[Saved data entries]
▶

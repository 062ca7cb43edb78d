//! Resolves textual moves against a [`Position`]: [UCI] long algebraic
//! notation (`e2e4`, `e7e8q`) and the pawn subset of [Standard Algebraic
//! Notation] (`e4`, `exd5`, `e8=Q`).
//!
//! Resolution fills in what the text omits (moving piece, source square of a
//! SAN pawn move, move kind) and rejects moves the board could not take. It
//! does not check legality: checks, pins and piece movement rules are left to
//! the caller.
//!
//! [UCI]: https://www.chessprogramming.org/UCI
//! [Standard Algebraic Notation]: https://www.chessprogramming.org/Algebraic_Chess_Notation#Standard_Algebraic_Notation_.28SAN.29

use itertools::Itertools;

use crate::chess::core::{
    File,
    Move,
    MoveKind,
    Piece,
    PieceKind,
    Promotion,
    Rank,
    Square,
};
use crate::chess::error::{Error, Result};
use crate::chess::position::Position;

impl Move {
    /// Parses a move in UCI format: `<from><to>[promotion]`, where the
    /// optional promotion is one of `q`, `r`, `b`, `n`.
    ///
    /// The moving piece is whatever stands on the source square. A king
    /// moving two files along its rank is castling.
    ///
    /// ```
    /// use chesspos::chess::core::{Move, MoveKind};
    /// use chesspos::chess::position::Position;
    ///
    /// let position = Position::starting();
    /// let next_move = Move::from_uci(&position, "g1f3").unwrap();
    /// assert_eq!(next_move.kind(), MoveKind::Normal);
    /// assert_eq!(next_move.to_string(), "g1f3");
    /// ```
    ///
    /// # Errors
    ///
    /// Returns [`Error::MalformedMove`] if the squares can not be parsed, the
    /// source square is empty, a promotion is requested for something other
    /// than a pawn or the move can not be applied to `position` (see
    /// [`Move::from_san`]).
    pub fn from_uci(position: &Position, uci: &str) -> Result<Self> {
        let malformed = |reason: String| Error::malformed_move(uci, reason);
        let symbols: Vec<char> = uci.chars().collect();
        if !(4..=5).contains(&symbols.len()) {
            return Err(malformed(format!(
                "UCI move should be 4 or 5 symbols long, got {}",
                symbols.len()
            )));
        }
        let from = parse_square(symbols[0], symbols[1]).map_err(|e| malformed(e.to_string()))?;
        let to = parse_square(symbols[2], symbols[3]).map_err(|e| malformed(e.to_string()))?;
        let Some(piece) = position.piece_at(from) else {
            return Err(malformed(format!("no piece on {from}")));
        };
        let kind = match symbols.get(4) {
            Some(symbol) => {
                if piece.kind != PieceKind::Pawn {
                    return Err(malformed(format!("only pawns can be promoted, got {piece}")));
                }
                MoveKind::Promotion(
                    Promotion::try_from(*symbol).map_err(|e| malformed(e.to_string()))?,
                )
            },
            None if is_castling(piece, from, to) => MoveKind::Castling,
            None => MoveKind::Normal,
        };
        applicable(position, uci, Self::new(from, to, piece, kind))
    }

    /// Parses a pawn move in SAN: `[file 'x'] file rank ['=' piece]`,
    /// optionally followed by a check (`+`) or mate (`#`) marker.
    ///
    /// The source square is inferred for the side to move: a push comes
    /// from one square behind the target (or two, when the target is on
    /// the double push rank and the square right behind holds no pawn of
    /// the side to move). A capture comes from the given file, one rank
    /// behind the target.
    ///
    /// ```
    /// use chesspos::chess::core::{Move, Square};
    /// use chesspos::chess::position::Position;
    ///
    /// let position = Position::starting();
    /// let next_move = Move::from_san(&position, "e4").unwrap();
    /// assert_eq!(next_move.source(), Square::E2);
    /// assert_eq!(next_move.target(), Square::E4);
    /// ```
    ///
    /// # Errors
    ///
    /// Returns [`Error::MalformedMove`] for piece moves and castling (not
    /// supported), malformed text, a missing or unexpected promotion, or
    /// when there is no pawn of the side to move on the inferred source
    /// square.
    ///
    /// Both notations also reject moves that [`Position::make_move`] can not
    /// apply: a piece of the player not on move, a target occupied by the
    /// mover's own piece, castling without the rook in its corner or through
    /// occupied squares and an en passant capture with no pawn behind the
    /// target.
    pub fn from_san(position: &Position, san: &str) -> Result<Self> {
        let malformed = |reason: String| Error::malformed_move(san, reason);
        let player = position.side_to_move();
        let pawn = Piece::new(player, PieceKind::Pawn);
        let backwards = player.opponent().push_direction();

        let text = san.trim_end_matches(&['+', '#'][..]);
        let symbols: Vec<char> = text.chars().collect();
        if let Some(first) = symbols.first() {
            if first.is_ascii_uppercase() || *first == '0' {
                return Err(malformed("only pawn moves are supported".to_string()));
            }
        }
        let (source_file, rest) = match symbols.as_slice() {
            [file, 'x', rest @ ..] => (Some(*file), rest),
            rest => (None, rest),
        };
        let (target, promotion) = match rest {
            [file, rank] => (parse_square(*file, *rank), None),
            [file, rank, '=', promotion] => (parse_square(*file, *rank), Some(*promotion)),
            _ => {
                return Err(malformed(
                    "expected [file 'x'] file rank ['=' piece]".to_string(),
                ))
            },
        };
        let target = target.map_err(|e| malformed(e.to_string()))?;
        let Some(behind) = target.shift(backwards) else {
            return Err(malformed(format!("no pawn can reach {target}")));
        };

        let from = match source_file {
            Some(file) => {
                let file = File::try_from(file).map_err(|e| malformed(e.to_string()))?;
                if (file as u8).abs_diff(target.file() as u8) != 1 {
                    return Err(malformed(format!(
                        "pawn on file {file} can not capture on {target}"
                    )));
                }
                Square::new(file, behind.rank())
            },
            None if target.rank() == Rank::double_push(player)
                && position.piece_at(behind) != Some(pawn) =>
            {
                behind.shift(backwards).unwrap_or(behind)
            },
            None => behind,
        };
        if position.piece_at(from) != Some(pawn) {
            return Err(malformed(format!("no {player:?} pawn on {from}")));
        }

        let is_last_rank = target.rank() == Rank::backrank(player.opponent());
        let kind = match (promotion, is_last_rank) {
            (Some(symbol), true) => MoveKind::Promotion(
                Promotion::try_from(symbol).map_err(|e| malformed(e.to_string()))?,
            ),
            (None, false) => MoveKind::Normal,
            (None, true) => {
                return Err(malformed(format!(
                    "pawn reaching {target} has to be promoted"
                )))
            },
            (Some(_), false) => {
                return Err(malformed(format!("pawn can not be promoted on {target}")))
            },
        };
        applicable(position, san, Self::new(from, target, pawn, kind))
    }

    /// Accepts either UCI or SAN pawn moves: UCI is recognized by its
    /// leading pair of square coordinates (`e2e4`), everything else is
    /// treated as SAN.
    ///
    /// # Errors
    ///
    /// See [`Move::from_uci`] and [`Move::from_san`].
    pub fn parse(position: &Position, text: &str) -> Result<Self> {
        let looks_like_uci = text
            .chars()
            .take(3)
            .collect_tuple::<(char, char, char)>()
            .is_some_and(|(_, rank, file)| {
                rank.is_ascii_digit() && file.is_ascii_lowercase()
            });
        if looks_like_uci {
            Self::from_uci(position, text)
        } else {
            Self::from_san(position, text)
        }
    }
}

fn parse_square(file: char, rank: char) -> Result<Square> {
    Ok(Square::new(File::try_from(file)?, Rank::try_from(rank)?))
}

fn is_castling(piece: Piece, from: Square, to: Square) -> bool {
    piece.kind == PieceKind::King
        && from.file() == File::E
        && from.rank() == to.rank()
        && from.rank() == Rank::backrank(piece.owner)
        && (from.file() as u8).abs_diff(to.file() as u8) == 2
}

/// Passes `next_move` through if the board satisfies everything
/// [`Position::make_move`] expects from it.
fn applicable(position: &Position, text: &str, next_move: Move) -> Result<Move> {
    let malformed = |reason: String| Error::malformed_move(text, reason);
    let (from, to, piece) = (next_move.source(), next_move.target(), next_move.piece());
    let player = position.side_to_move();
    if piece.owner != player {
        return Err(malformed(format!(
            "{piece} on {from} does not belong to the side to move ({player:?})"
        )));
    }
    if next_move.kind() == MoveKind::Castling {
        let backrank = Rank::backrank(player);
        let (corner, between) = if to.file() == File::G {
            (File::H, &[File::F, File::G][..])
        } else {
            (File::A, &[File::B, File::C, File::D][..])
        };
        let corner = Square::new(corner, backrank);
        if position.piece_at(corner) != Some(Piece::new(player, PieceKind::Rook)) {
            return Err(malformed(format!("no rook to castle with on {corner}")));
        }
        if let Some(blocked) = between
            .iter()
            .map(|file| Square::new(*file, backrank))
            .find(|square| position.piece_at(*square).is_some())
        {
            return Err(malformed(format!("can not castle through {blocked}")));
        }
    }
    if position.piece_at(to).is_some_and(|target| target.owner == player) {
        return Err(malformed(format!("{to} is occupied by {player:?}")));
    }
    let is_en_passant = piece.kind == PieceKind::Pawn
        && from.file() != to.file()
        && position.en_passant_square() == Some(to);
    if is_en_passant {
        let opponent_pawn = Piece::new(player.opponent(), PieceKind::Pawn);
        let victim = to.shift(player.opponent().push_direction());
        if victim.and_then(|square| position.piece_at(square)) != Some(opponent_pawn) {
            return Err(malformed(format!("no pawn to capture en passant on {to}")));
        }
    }
    Ok(next_move)
}

/// Resolves each move (UCI or SAN pawn move) and applies them one by
/// one, starting from `position`.
///
/// # Errors
///
/// Stops at the first move that can not be resolved.
pub fn play(position: &Position, moves: &[&str]) -> Result<Position> {
    let mut result = *position;
    for text in moves {
        let next_move = Move::parse(&result, text)?;
        result.make_move(&next_move);
    }
    Ok(result)
}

◀

**WORK TASK**
Repeat exactly the lines above from the one with "if next_move.kind() == MoveKind::Castling" up to and including the one with "let corner = Square::new(corner, backrank);". No other line belongs in the reply.

**EXERCISE RESPONSE**
    if next_move.kind() == MoveKind::Castling {
        let backrank = Rank::backrank(player);
        let (corner, between) = if to.file() == File::G {
            (File::H, &[File::F, File::G][..])
        } else {
            (File::A, &[File::B, File::C, File::D][..])
        };
        let corner = Square::new(corner, backrank);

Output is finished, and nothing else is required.